►

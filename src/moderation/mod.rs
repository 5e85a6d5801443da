//! Moderation for plaza.
//!
//! Authorized removal and like toggling, plus the admin moderation listing.
//! The referential side effects live in [`CascadeEngine`] and
//! [`toggle_like`].

mod cascade;
mod likes;

pub use cascade::{CascadeEngine, CascadeReport};
pub use likes::{toggle_like, LikeOutcome, LikeTarget};

use crate::auth::{require, require_actor, Identity, Operation};
use crate::content::{
    Comment, CommentRepository, ContentKind, ContentService, Page, PageRequest, Post,
    PostRepository, PostThread, ReplyRepository,
};
use crate::db::Database;
use crate::Result;

/// Service for removal, likes and moderation with authorization.
pub struct ModerationService<'a> {
    db: &'a Database,
}

impl<'a> ModerationService<'a> {
    /// Create a new ModerationService with the given database reference.
    pub fn new(db: &'a Database) -> Self {
        Self { db }
    }

    /// Delete a post with its comments and replies. Owner or admin.
    pub async fn delete_post(&self, actor: Option<&Identity>, post_id: i64) -> Result<CascadeReport> {
        let op = Operation::DeletePost;
        let actor = require_actor(actor, op)?;

        let post = PostRepository::new(self.db.pool())
            .find_by_id(post_id)
            .await?
            .ok_or_else(|| ContentKind::Post.not_found())?;
        require(Some(actor), op, Some(post.author_id))?;

        CascadeEngine::new(self.db).remove_post(post_id).await
    }

    /// Delete a comment. Owner or admin.
    pub async fn delete_comment(&self, actor: Option<&Identity>, comment_id: i64) -> Result<()> {
        let op = Operation::DeleteComment;
        let actor = require_actor(actor, op)?;

        let comment = CommentRepository::new(self.db.pool())
            .find_by_id(comment_id)
            .await?
            .ok_or_else(|| ContentKind::Comment.not_found())?;
        require(Some(actor), op, Some(comment.author_id))?;

        CascadeEngine::new(self.db).remove_comment(comment_id).await?;
        Ok(())
    }

    /// Delete an admin reply. Owning admin only.
    pub async fn delete_reply(&self, actor: Option<&Identity>, reply_id: i64) -> Result<()> {
        let op = Operation::DeleteAdminReply;
        let actor = require_actor(actor, op)?;

        let reply = ReplyRepository::new(self.db.pool())
            .find_by_id(reply_id)
            .await?
            .ok_or_else(|| ContentKind::AdminReply.not_found())?;
        require(Some(actor), op, Some(reply.author_id))?;

        CascadeEngine::new(self.db).remove_reply(reply_id).await?;
        Ok(())
    }

    /// Toggle the actor's like on a post.
    pub async fn like_post(&self, actor: Option<&Identity>, post_id: i64) -> Result<(LikeOutcome, Post)> {
        let actor = require_actor(actor, Operation::LikePost)?;
        let outcome = toggle_like(self.db, LikeTarget::Post, post_id, actor.id).await?;

        let post = PostRepository::new(self.db.pool())
            .find_by_id(post_id)
            .await?
            .ok_or_else(|| ContentKind::Post.not_found())?;
        Ok((outcome, post))
    }

    /// Toggle the actor's like on a comment.
    pub async fn like_comment(
        &self,
        actor: Option<&Identity>,
        comment_id: i64,
    ) -> Result<(LikeOutcome, Comment)> {
        let actor = require_actor(actor, Operation::LikeComment)?;
        let outcome = toggle_like(self.db, LikeTarget::Comment, comment_id, actor.id).await?;

        let comment = CommentRepository::new(self.db.pool())
            .find_by_id(comment_id)
            .await?
            .ok_or_else(|| ContentKind::Comment.not_found())?;
        Ok((outcome, comment))
    }

    /// Every post, enabled or not, with all children. Admin only.
    pub async fn moderation_posts(
        &self,
        actor: Option<&Identity>,
        page: PageRequest,
    ) -> Result<Page<PostThread>> {
        require_actor(actor, Operation::ModeratePosts)?;
        ContentService::new(self.db).list_threads(page, false).await
    }
}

◄

■ **Task goal**
Everything from the line with "children. Admin only." to the end of the listing above is to be set down exactly, both ends included.

■ **Response**
    /// Every post, enabled or not, with all children. Admin only.
    pub async fn moderation_posts(
        &self,
        actor: Option<&Identity>,
        page: PageRequest,
    ) -> Result<Page<PostThread>> {
        require_actor(actor, Operation::ModeratePosts)?;
        ContentService::new(self.db).list_threads(page, false).await
    }
}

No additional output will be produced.